The yelling is not optimal, it’s because you’re exhausted. Perhaps before that happens it would be good for the dad to take over if he is around.
But the sleeping sounds like dream compared to what we have to do, every day it’s a 1-2 hours procedure :D
We change him on the changing table. That’ll obviously have to end. He was completely naked. My parter is out of town for work.
And the crib is a new thing. We had to do sleep training because he literally refused to sleep one night. We tried for over 2 hours to put him down. Then gave up. Tried the cry it out method put pediatrician recommend (this was round 3 of any sleep training). He stubbornly SAT up in his crib for another 2+ hours refusing to sleep. Nodding off and falling over. Finally slept sometime after 12:45am
The sleep training method I used was:
- get sleepy and relaxed holding in arms
- put in crib. Use words Naptime or whatever they typically hear at sleeping time. Rub back a few times. 1 min max. Then walk away
- cry a lil because you feel bad.
- put a timer on for 5 mins.
- at end of 5 mins, come in, pick up and comfort. Get their breathing to even out and get them relaxed again.
- put back in crib and walk.
- Cry a lil more
- 10 min timer from then on. A lil longer if you think they’re on the brink of falling asleep.

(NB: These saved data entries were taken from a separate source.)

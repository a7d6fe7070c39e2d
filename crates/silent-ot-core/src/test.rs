//! OT test utilities.

use silent_core::Block;

/// Asserts that every message pair is correlated by `delta`.
pub fn assert_correlation(delta: Block, msgs: &[[Block; 2]]) {
    assert!(msgs.iter().all(|&[zero, one]| one == zero ^ delta));
}

/// Asserts the correctness of random oblivious transfer.
pub fn assert_rot<T: Copy + PartialEq>(choices: &[bool], msgs: &[[T; 2]], received: &[T]) {
    assert_eq!(choices.len(), msgs.len());
    assert_eq!(received.len(), msgs.len());
    assert!(choices.iter().zip(msgs.iter().zip(received)).all(
        |(&choice, (&msg, &received))| {
            if choice {
                received == msg[1]
            } else {
                received == msg[0]
            }
        }
    ));
}
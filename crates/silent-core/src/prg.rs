//! AES-based PRG.

use std::collections::HashMap;

use crate::{aes::AesEncryptor, Block};
use rand::Rng;
use rand_core::{
    block::{BlockRng, BlockRngCore},
    CryptoRng, RngCore, SeedableRng,
};

/// Counter-mode AES keyed by the seed. Each output block encrypts `counter || stream_id`.
#[derive(Clone)]
struct PrgCore {
    aes: AesEncryptor,
    // Counter of every stream that has been switched away from.
    state: HashMap<u64, u64>,
    stream_id: u64,
    counter: u64,
}

impl BlockRngCore for PrgCore {
    type Item = u32;
    type Results = [u32; 4 * AesEncryptor::AES_BLOCK_COUNT];

    #[inline(always)]
    fn generate(&mut self, results: &mut Self::Results) {
        let mut states = [Block::ZERO; AesEncryptor::AES_BLOCK_COUNT];
        for state in states.iter_mut() {
            *state = Block::from_words([self.counter, self.stream_id]);
            self.counter += 1;
        }
        self.aes.encrypt_many_blocks(&mut states);
        *results = bytemuck::cast(states);
    }
}

impl SeedableRng for PrgCore {
    type Seed = Block;

    #[inline(always)]
    fn from_seed(seed: Self::Seed) -> Self {
        Self {
            aes: AesEncryptor::new(seed),
            state: HashMap::default(),
            stream_id: 0,
            counter: 0,
        }
    }
}

impl CryptoRng for PrgCore {}

/// AES-based PRG.
///
/// Output is a deterministic function of the seed, so two processes seeded identically
/// produce bit-identical streams.
///
/// # Stream ID
///
/// The PRG can be switched between independent streams under the same seed, see
/// [`Prg::set_stream_id`]. Switching back to a stream resumes where it left off.
#[derive(Clone)]
pub struct Prg(BlockRng<PrgCore>);

opaque_debug::implement!(Prg);

impl RngCore for Prg {
    #[inline(always)]
    fn next_u32(&mut self) -> u32 {
        self.0.next_u32()
    }

    #[inline(always)]
    fn next_u64(&mut self) -> u64 {
        self.0.next_u64()
    }

    #[inline(always)]
    fn fill_bytes(&mut self, dest: &mut [u8]) {
        self.0.fill_bytes(dest)
    }

    #[inline(always)]
    fn try_fill_bytes(&mut self, dest: &mut [u8]) -> Result<(), rand_core::Error> {
        self.0.try_fill_bytes(dest)
    }
}

impl SeedableRng for Prg {
    type Seed = Block;

    #[inline(always)]
    fn from_seed(seed: Self::Seed) -> Self {
        Prg(BlockRng::<PrgCore>::from_seed(seed))
    }

    #[inline(always)]
    fn from_rng<R: RngCore>(rng: R) -> Result<Self, rand_core::Error> {
        BlockRng::<PrgCore>::from_rng(rng).map(Prg)
    }
}

impl CryptoRng for Prg {}

impl Prg {
    /// New Prg with random seed.
    #[inline(always)]
    pub fn new() -> Self {
        Prg::from_seed(rand::random::<Block>())
    }

    /// Returns the counter of the current stream.
    pub fn counter(&self) -> u64 {
        self.0.core.counter
    }

    /// Returns the stream id.
    pub fn stream_id(&self) -> u64 {
        self.0.core.stream_id
    }

    /// Sets the stream id.
    ///
    /// Any buffered output of the previous stream is discarded.
    pub fn set_stream_id(&mut self, stream_id: u64) {
        let core = &mut self.0.core;
        core.state.insert(core.stream_id, core.counter);

        core.counter = core.state.get(&stream_id).copied().unwrap_or(0);
        core.stream_id = stream_id;

        self.0.reset();
    }

    /// Generate a random `u64`.
    #[inline(always)]
    pub fn random_u64(&mut self) -> u64 {
        self.next_u64()
    }

    /// Fill a byte slice with random values.
    #[inline(always)]
    pub fn random_bytes(&mut self, buf: &mut [u8]) {
        self.fill_bytes(buf);
    }

    /// Generate a random block.
    #[inline(always)]
    pub fn random_block(&mut self) -> Block {
        self.gen()
    }

    /// Fill a block slice with random block values.
    #[inline(always)]
    pub fn random_blocks(&mut self, buf: &mut [Block]) {
        let bytes: &mut [u8] = bytemuck::cast_slice_mut(buf);
        self.fill_bytes(bytes);
    }
}

impl Default for Prg {
    #[inline(always)]
    fn default() -> Self {
        Self::new()
    }
}
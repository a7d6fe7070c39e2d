//! Silent OT configuration.

use derive_builder::Builder;
use serde::{Deserialize, Serialize};

/// Default number of DPF partitions.
pub const DEFAULT_PARTITIONS: usize = 8;
/// Default ratio between the noisy vector length and the padded output length.
pub const DEFAULT_SCALER: usize = 4;
/// Largest supported number of partitions.
pub const MAX_PARTITIONS: usize = 1024;
/// Largest supported scaler.
pub const MAX_SCALER: usize = 64;

/// The linear code used to compress the noisy vector.
#[derive(Debug, Default, Clone, Copy, PartialEq, Eq, Serialize, Deserialize)]
pub enum MultType {
    /// Multiplication by a dense random matrix. Quadratic, for cross-checking only.
    Naive,
    /// Multiplication by a quasi-cyclic matrix via polynomial arithmetic.
    #[default]
    QuasiCyclic,
}

/// Silent OT configuration.
#[derive(Debug, Clone, Builder)]
#[builder(build_fn(validate = "Self::validate"))]
pub struct SilentConfig {
    /// Number of DPF partitions, i.e. the number of noisy positions. Must be in `[1, 1024]`.
    #[builder(default = "DEFAULT_PARTITIONS")]
    partitions: usize,
    /// Noise amplification factor. Must be in `[1, 64]`.
    #[builder(default = "DEFAULT_SCALER")]
    scaler: usize,
    /// The compression strategy.
    #[builder(default)]
    mult_type: MultType,
}

impl SilentConfigBuilder {
    fn validate(&self) -> Result<(), String> {
        if let Some(partitions) = self.partitions {
            if partitions == 0 || partitions > MAX_PARTITIONS {
                return Err(format!(
                    "partitions must be in [1, {MAX_PARTITIONS}], got {partitions}"
                ));
            }
        }

        if let Some(scaler) = self.scaler {
            if scaler == 0 || scaler > MAX_SCALER {
                return Err(format!("scaler must be in [1, {MAX_SCALER}], got {scaler}"));
            }
        }

        Ok(())
    }
}

impl SilentConfig {
    /// Creates a new builder.
    pub fn builder() -> SilentConfigBuilder {
        SilentConfigBuilder::default()
    }

    /// Returns the number of partitions.
    pub fn partitions(&self) -> usize {
        self.partitions
    }

    /// Returns the scaler.
    pub fn scaler(&self) -> usize {
        self.scaler
    }

    /// Returns the compression strategy.
    pub fn mult_type(&self) -> MultType {
        self.mult_type
    }
}

impl Default for SilentConfig {
    fn default() -> Self {
        Self {
            partitions: DEFAULT_PARTITIONS,
            scaler: DEFAULT_SCALER,
            mult_type: MultType::default(),
        }
    }
}
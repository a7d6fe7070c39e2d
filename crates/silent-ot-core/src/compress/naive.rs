//! Multiplication by a dense random matrix.
//!
//! Output `i` is the inner product of each row of the transposed noisy vector with column `i`
//! of a public random `n2 x n` bit matrix. Columns are regenerated one at a time and never
//! stored together. The cost is `O(n * n2)`, which only suits small batches and cross-checks.

use rand::SeedableRng;
use silent_core::{prg::Prg, Block};
use tracing::{debug, instrument};

use crate::{matrix::BlockMatrix, Error, Params};

/// Compresses the `128 x n2 / 128` matrix `rt` into `n` blocks.
#[instrument(level = "debug", fields(n = params.n()), skip_all, err)]
pub fn compress(params: &Params, rt: &BlockMatrix) -> Result<Vec<Block>, Error> {
    let mut prg = Prg::from_seed(Block::ZERO);
    let mut column = vec![Block::ZERO; rt.cols()];

    let out: Vec<Block> = (0..params.n())
        .map(|_| {
            prg.random_blocks(&mut column);
            mul_column(&column, rt)
        })
        .collect();

    debug!("naive multiplication done");

    Ok(out)
}

/// Returns the block whose bit `j` is the inner product of `column` with row `j` of `rt`.
fn mul_column(column: &[Block], rt: &BlockMatrix) -> Block {
    let mut out = 0u128;
    for j in 0..rt.rows() {
        let acc = column
            .iter()
            .zip(rt.row(j))
            .fold(Block::ZERO, |acc, (&c, &r)| acc ^ (c & r));
        out |= u128::from(acc.parity()) << j;
    }
    Block::from(out)
}

#[cfg(test)]
mod tests {
    use super::*;
    use crate::compress::tests::{random_rt, small_params};
    use pretty_assertions::assert_eq;

    #[test]
    fn test_naive_matches_materialized_matrix() {
        let params = small_params(127);
        assert_eq!((params.prime(), params.n(), params.n2()), (127, 128, 256));

        let rt = random_rt(&params, 3);

        // The public matrix, one column of n2 bits per output.
        let mut prg = Prg::from_seed(Block::ZERO);
        let matrix: Vec<Vec<Block>> = (0..params.n())
            .map(|_| {
                let mut column = vec![Block::ZERO; params.n2_blocks()];
                prg.random_blocks(&mut column);
                column
            })
            .collect();

        let expected: Vec<Block> = matrix
            .iter()
            .map(|column| {
                let mut out = Block::ZERO;
                for j in 0..128 {
                    let mut bit = false;
                    for k in 0..params.n2() {
                        bit ^= column[k / 128].bit(k % 128) & rt.row(j)[k / 128].bit(k % 128);
                    }
                    if bit {
                        out ^= Block::from(1u128 << j);
                    }
                }
                out
            })
            .collect();

        assert_eq!(compress(&params, &rt).unwrap(), expected);
    }
}
//! The transport between the two parties.
//!
//! The channel is assumed to deliver messages reliably and in order, and to fail-stop.
//! Sending never blocks: it queues an owned copy of the data. Receiving blocks until the
//! next message arrives or the peer hangs up.

use futures::{
    channel::mpsc::{unbounded, UnboundedReceiver, UnboundedSender},
    StreamExt,
};
use silent_core::Block;

/// A transport failure.
#[derive(Debug, thiserror::Error)]
pub enum TransportError {
    /// The peer closed the channel.
    #[error("channel closed")]
    Closed,
    /// A message did not have the expected shape.
    #[error("malformed message: {0}")]
    Malformed(String),
}

/// A message channel to the other party.
pub trait Channel {
    /// Queues a copy of `data` for delivery and returns immediately.
    fn send_copy(&mut self, data: &[u8]) -> Result<(), TransportError>;

    /// Blocks until the next message is received.
    fn recv(&mut self) -> Result<Vec<u8>, TransportError>;

    /// Queues a copy of `blocks` for delivery. The wire format is the raw 16-byte image of
    /// each block, with no header.
    fn send_blocks(&mut self, blocks: &[Block]) -> Result<(), TransportError> {
        self.send_copy(bytemuck::cast_slice(blocks))
    }

    /// Blocks until the next message is received and parses it as blocks.
    fn recv_blocks(&mut self) -> Result<Vec<Block>, TransportError> {
        let bytes = self.recv()?;
        if bytes.len() % Block::LEN != 0 {
            return Err(TransportError::Malformed(format!(
                "message of {} bytes is not a whole number of blocks",
                bytes.len()
            )));
        }

        Ok(bytes
            .chunks_exact(Block::LEN)
            .map(|chunk| {
                let mut b = [0u8; 16];
                b.copy_from_slice(chunk);
                Block::new(b)
            })
            .collect())
    }
}

impl<C: Channel + ?Sized> Channel for &mut C {
    fn send_copy(&mut self, data: &[u8]) -> Result<(), TransportError> {
        (**self).send_copy(data)
    }

    fn recv(&mut self) -> Result<Vec<u8>, TransportError> {
        (**self).recv()
    }
}

/// One end of an in-memory duplex channel.
#[derive(Debug)]
pub struct MemoryChannel {
    sink: UnboundedSender<Vec<u8>>,
    stream: UnboundedReceiver<Vec<u8>>,
    bytes_sent: usize,
    bytes_received: usize,
}

impl MemoryChannel {
    /// Returns the number of bytes sent on this end.
    pub fn bytes_sent(&self) -> usize {
        self.bytes_sent
    }

    /// Returns the number of bytes received on this end.
    pub fn bytes_received(&self) -> usize {
        self.bytes_received
    }
}

impl Channel for MemoryChannel {
    fn send_copy(&mut self, data: &[u8]) -> Result<(), TransportError> {
        self.sink
            .unbounded_send(data.to_vec())
            .map_err(|_| TransportError::Closed)?;
        self.bytes_sent += data.len();
        Ok(())
    }

    fn recv(&mut self) -> Result<Vec<u8>, TransportError> {
        let msg = pollster::block_on(self.stream.next()).ok_or(TransportError::Closed)?;
        self.bytes_received += msg.len();
        Ok(msg)
    }
}

/// Creates a pair of connected in-memory channels.
pub fn duplex() -> (MemoryChannel, MemoryChannel) {
    let (a_sink, b_stream) = unbounded();
    let (b_sink, a_stream) = unbounded();

    (
        MemoryChannel {
            sink: a_sink,
            stream: a_stream,
            bytes_sent: 0,
            bytes_received: 0,
        },
        MemoryChannel {
            sink: b_sink,
            stream: b_stream,
            bytes_sent: 0,
            bytes_received: 0,
        },
    )
}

- do this cycle until it works. A couple of nightmare nights and then it should stick. Anytime you cave, you’re breaking the training and causing more stress.
Now I’m (M) able to put in crib, sit on floor, and shh until they fall asleep on their own with minimal crying.
Around month 10 our had a time where he would wake up every hour, this was the worst time, this is when I also forced the wife to try sleep training which was equally awfull, but it gave results so he would start sleeping longer and sometimes even be able to sooth himself back to sleep.
What I can say it gets better with time.
Also it’s the worst combination that your partner is away so you get no time to wind down at all during a difficult period, I really feel for you.
I used to call out ‘tag’ and hand the kid to my spouse when I was getting frustrated. Another thing thats possible is just wait out the tantrum. That’s a way of teaching them that tantrums don’t work to get what they want.